John Vidale first took an interest in geology as a junior in college. He began as a physics major — a subject he had adored throughout high school — but was frustrated by how ethereal his coursework was in college. So he enrolled in a geology class. The subject excited him because it was grounded in what he could see and touch.
“I could go look at rocks,” Vidale said. “I could evaluate things that are deep under my feet. I could look at the Earth’s history through geology. That was very appealing.”
His senior year in college, Vidale took 11 geology classes, adding geology as another major alongside physics and a minor in economics. In particular, he was fascinated by the study of seismic waves — surges of energy traveling through the Earth.
“In geology, the tool with the highest resolution is seismology,” Vidale said. “Like taking an X-ray of the Earth, I can see exactly what’s going on and where.”
With three decades of experience studying Earth science, Vidale’s research focuses on anything related to seismic waves, from nuclear explosions to landslides to glaciers, and of course, earthquakes.
Vidale is now taking on a new role involving the study of earthquakes as the director of the Southern California Earthquake Center (SCEC) based at the USC Dornsife College of Letters, Arts and Sciences. He will also serve as Dean’s Professor of Earth Sciences at USC Dornsife.
Looking for shakier ground
Vidale was drawn to SCEC for many reasons, but perhaps above all was its location. Coming from the Pacific Northwest, where he lived prior to leading SCEC, one could experience earthquakes, volcanoes, landslides and tsunamis, but the appeal for him was to be in the thick of it where there is a high rate of earthquakes — Southern California.
Southern California is the heart of the science of seismology.
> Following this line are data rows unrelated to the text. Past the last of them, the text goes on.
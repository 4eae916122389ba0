use crate::event::PollType;

/// Configuration for an event loop.
#[derive(Debug, Clone)]
pub struct Config {
    /// Poll backend to use. `PollType::None` auto-selects per platform.
    pub poll_type: PollType,
    /// Upper bound on one poll wait in milliseconds when the loop is
    /// otherwise idle. `u32::MAX` means wait indefinitely.
    pub max_wait_ms: u32,
    /// Initial capacity of the per-iteration readiness batch.
    pub event_batch_capacity: usize,
}

impl Default for Config {
    fn default() -> Self {
        Self {
            poll_type: PollType::None,
            max_wait_ms: u32::MAX,
            event_batch_capacity: 1024,
        }
    }
}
“To learn about earthquakes, we have to have earthquakes,” Vidale said. “Southern California is the heart of the science of seismology.”
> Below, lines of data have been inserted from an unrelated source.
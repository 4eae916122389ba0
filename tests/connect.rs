//! Connect lifecycle: success, refusal, timeout, and state machine guards.

use std::sync::atomic::{AtomicUsize, Ordering};
use std::sync::{Arc, Mutex};
use std::time::{Duration, Instant};

use kairos::{Error, EventLoop, TcpListener, TcpSocket, Timer, TimerMode};

#[test]
fn connect_to_local_listener_succeeds_once() {
    let el = EventLoop::new().unwrap();
    let handle = el.handle();

    let listener = TcpListener::new(&el);
    listener.set_accept_callback(|_fd, _peer| false);
    listener.start_listen("127.0.0.1", 0).unwrap();
    let port = listener.local_addr().unwrap().port();

    let fired = Arc::new(AtomicUsize::new(0));
    let sock = TcpSocket::new(&el);
    {
        let fired = fired.clone();
        let handle = handle.clone();
        sock.connect(
            "127.0.0.1",
            port,
            move |result| {
                result.expect("loopback connect");
                fired.fetch_add(1, Ordering::SeqCst);
                handle.stop();
            },
            1_000,
        )
        .unwrap();
    }

    let watchdog = Timer::new(&el);
    {
        let handle = handle.clone();
        watchdog
            .schedule(5_000, TimerMode::OneShot, move || handle.stop())
            .unwrap();
    }
    el.run().unwrap();
    assert_eq!(fired.load(Ordering::SeqCst), 1);
}

#[test]
fn connect_timeout_fires_once_within_window() {
    let el = EventLoop::new().unwrap();
    let handle = el.handle();

    // Non-routable blackhole address: SYNs go nowhere.
    let outcome: Arc<Mutex<Vec<(Result<(), Error>, Duration)>>> =
        Arc::new(Mutex::new(Vec::new()));
    let started = Instant::now();

    let sock = TcpSocket::new(&el);
    {
        let outcome = outcome.clone();
        let handle = handle.clone();
        sock.connect(
            "10.255.255.1",
            1,
            move |result| {
                outcome.lock().unwrap().push((result, started.elapsed()));
                handle.stop();
            },
            200,
        )
        .unwrap();
    }

    let watchdog = Timer::new(&el);
    {
        let handle = handle.clone();
        watchdog
            .schedule(5_000, TimerMode::OneShot, move || handle.stop())
            .unwrap();
    }
    el.run().unwrap();

    let outcome = outcome.lock().unwrap();
    assert_eq!(outcome.len(), 1, "connect callback fired {} times", outcome.len());
    let (result, elapsed) = &outcome[0];
    assert_eq!(*result, Err(Error::Timeout));
    assert!(
        *elapsed >= Duration::from_millis(180) && *elapsed <= Duration::from_millis(600),
        "timeout at {elapsed:?}, expected ~200ms"
    );
}

#[test]
fn connect_refused_is_reported_once() {
    let el = EventLoop::new().unwrap();
    let handle = el.handle();

    // Grab an ephemeral port, then free it so nothing listens there.
    let port = {
        let probe = std::net::TcpListener::bind("127.0.0.1:0").unwrap();
        probe.local_addr().unwrap().port()
    };

    let outcome: Arc<Mutex<Vec<Result<(), Error>>>> = Arc::new(Mutex::new(Vec::new()));
    let sock = TcpSocket::new(&el);
    let connect_result = {
        let outcome = outcome.clone();
        let handle = handle.clone();
        sock.connect(
            "127.0.0.1",
            port,
            move |result| {
                outcome.lock().unwrap().push(result);
                handle.stop();
            },
            1_000,
        )
    };

    match connect_result {
        // Loopback refusal may complete synchronously inside connect().
        Err(err) => assert_eq!(err, Error::Refused),
        Ok(()) => {
            let watchdog = Timer::new(&el);
            {
                let handle = handle.clone();
                watchdog
                    .schedule(5_000, TimerMode::OneShot, move || handle.stop())
                    .unwrap();
            }
            el.run().unwrap();
            let outcome = outcome.lock().unwrap();
            assert_eq!(outcome.len(), 1);
            assert_eq!(outcome[0], Err(Error::Refused));
        }
    }
}

#[test]
fn second_connect_fails_fast_with_invalid_state() {
    let el = EventLoop::new().unwrap();
    let sock = TcpSocket::new(&el);
    sock.connect("10.255.255.1", 1, |_| {}, 10_000).unwrap();
    assert_eq!(
        sock.connect("10.255.255.1", 1, |_| {}, 10_000),
        Err(Error::InvalidState)
    );
    sock.close();
}

#[test]
fn detach_returns_fd_and_resets_socket() {
    let el = EventLoop::new().unwrap();
    let handle = el.handle();

    let listener = TcpListener::new(&el);
    listener.set_accept_callback(|_fd, _peer| false);
    listener.start_listen("127.0.0.1", 0).unwrap();
    let port = listener.local_addr().unwrap().port();

    let client: Arc<Mutex<Option<TcpSocket>>> = Arc::new(Mutex::new(None));
    let detached = Arc::new(AtomicUsize::new(0));
    let sock = TcpSocket::new(&el);
    {
        let client = client.clone();
        let detached = detached.clone();
        let handle = handle.clone();
        sock.connect(
            "127.0.0.1",
            port,
            move |result| {
                result.expect("connect");
                let guard = client.lock().unwrap();
                let sock = guard.as_ref().unwrap();
                let fd = sock.detach_fd().expect("detach");
                assert!(fd >= 0);
                detached.store(1, Ordering::SeqCst);
                // The fd is ours now.
                unsafe {
                    libc::close(fd);
                }
                // Detached socket is reusable from IDLE.
                assert_eq!(sock.send(b"x"), Err(Error::InvalidState));
                handle.stop();
            },
            1_000,
        )
        .unwrap();
    }
    *client.lock().unwrap() = Some(sock);

    let watchdog = Timer::new(&el);
    {
        let handle = handle.clone();
        watchdog
            .schedule(5_000, TimerMode::OneShot, move || handle.stop())
            .unwrap();
    }
    el.run().unwrap();
    assert_eq!(detached.load(Ordering::SeqCst), 1);
}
Vidale, who this year was elected into the National Academy of Sciences, brings with him significant expertise. He is a member of the National Earthquake Prediction Evaluation Council and most recently served as director of the Pacific Northwest Seismic Network at the University of Washington in Seattle, where he was also a professor. There, he was instrumental in developing the ShakeAlert Earthquake Early Warning System, which seeks to warn government agencies about earthquakes along the West Coast of the U.S. Previously, he taught at UCLA, where he served as director of the Institute of Geophysics and Planetary Physics. He was also a researcher at the U.S. Geological Survey in Menlo Park, Calif., and the University of California, Santa Cruz.
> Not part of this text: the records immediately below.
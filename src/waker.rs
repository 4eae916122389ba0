//! Loop wakeup fd.
//!
//! An eventfd on Linux, a non-blocking pipe elsewhere. The read end is
//! registered with the loop's poller; writing from any thread interrupts a
//! blocked `wait`.

use std::io;
use std::os::unix::io::RawFd;

use crate::error::{Error, Result};

pub(crate) struct Waker {
    read_fd: RawFd,
    write_fd: RawFd,
}

impl Waker {
    #[cfg(any(target_os = "linux", target_os = "android"))]
    pub(crate) fn new() -> Result<Self> {
        let fd = unsafe { libc::eventfd(0, libc::EFD_NONBLOCK | libc::EFD_CLOEXEC) };
        if fd < 0 {
            tracing::warn!("eventfd failed: {}", io::Error::last_os_error());
            return Err(Error::PollError);
        }
        Ok(Waker {
            read_fd: fd,
            write_fd: fd,
        })
    }

    #[cfg(not(any(target_os = "linux", target_os = "android")))]
    pub(crate) fn new() -> Result<Self> {
        let mut fds = [0 as RawFd; 2];
        let rc = unsafe { libc::pipe(fds.as_mut_ptr()) };
        if rc < 0 {
            tracing::warn!("pipe failed: {}", io::Error::last_os_error());
            return Err(Error::PollError);
        }
        for fd in fds {
            unsafe {
                let flags = libc::fcntl(fd, libc::F_GETFL);
                libc::fcntl(fd, libc::F_SETFL, flags | libc::O_NONBLOCK);
                libc::fcntl(fd, libc::F_SETFD, libc::FD_CLOEXEC);
            }
        }
        Ok(Waker {
            read_fd: fds[0],
            write_fd: fds[1],
        })
    }

    pub(crate) fn read_fd(&self) -> RawFd {
        self.read_fd
    }

    /// Wake the loop. Safe from any thread; a full pipe means a wake is
    /// already pending, which is all we need.
    pub(crate) fn wake(&self) {
        let val: u64 = 1;
        unsafe {
            libc::write(
                self.write_fd,
                &val as *const u64 as *const libc::c_void,
                std::mem::size_of::<u64>(),
            );
        }
    }

    /// Drain pending wake tokens so level-triggered pollers go quiet.
    pub(crate) fn drain(&self) {
        let mut buf = [0u8; 64];
        loop {
            let n = unsafe {
                libc::read(
                    self.read_fd,
                    buf.as_mut_ptr() as *mut libc::c_void,
                    buf.len(),
                )
            };
            if n <= 0 {
                break;
            }
        }
    }
}

impl Drop for Waker {
    fn drop(&mut self) {
        unsafe {
            libc::close(self.read_fd);
            if self.write_fd != self.read_fd {
                libc::close(self.write_fd);
            }
        }
    }
}

#[cfg(test)]
mod tests {
    use super::*;

    #[test]
    fn wake_then_drain() {
        let waker = Waker::new().unwrap();
        waker.wake();
        waker.wake();
        waker.drain();
        // Second drain finds nothing and must not block.
        waker.drain();
    }
}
He earned his undergraduate degree from Yale University, and a PhD in seismology from Caltech.
Vidale is a tremendous asset for everyone who lives in earthquake-prone Southern California, and a great addition to USC Dornsife’s faculty, said Stephen Bradforth, divisional dean for natural sciences and mathematics.
“John Vidale provides deep expertise in earthquake science and leadership in earthquake early warning systems that position him to carry on the success and growth of SCEC,” he said.
A solid foundation
SCEC was most recently led by Thomas Jordan, University Professor, William M. Keck Foundation Chair in Geological Sciences and professor of Earth sciences.
Jordan served as director of SCEC for 15 years, overseeing enormous strides in earthquake science. He established the international Collaboratory for the Study of Earthquake Predictability and, since 2006, has been the lead SCEC investigator on projects to create and improve the Uniform California Earthquake Rupture Forecast. He is a member of the California Earthquake Prediction Evaluation Council and the board of directors of the Seismological Society of America, and was appointed by the Italian government to chair the International Commission on Earthquake Forecasting for Civil Protection.
His current research is focused on models of earthquake processes, earthquake forecasting, continental dynamics, full-3D waveform tomography and seismology. He continues to play a major role in the path-breaking research taking place at SCEC.
“Like basketball’s Michael Jordan, Tom Jordan is an iconic leader. He has pushed earthquake system science at SCEC to international prominence through his scientific acumen, creativity and leadership,” Bradforth said. “USC Dornsife continues to benefit greatly in Tom’s mentoring of the new generation of geophysics faculty coming to Earth sciences and his continuing thought leadership in global earthquake science.”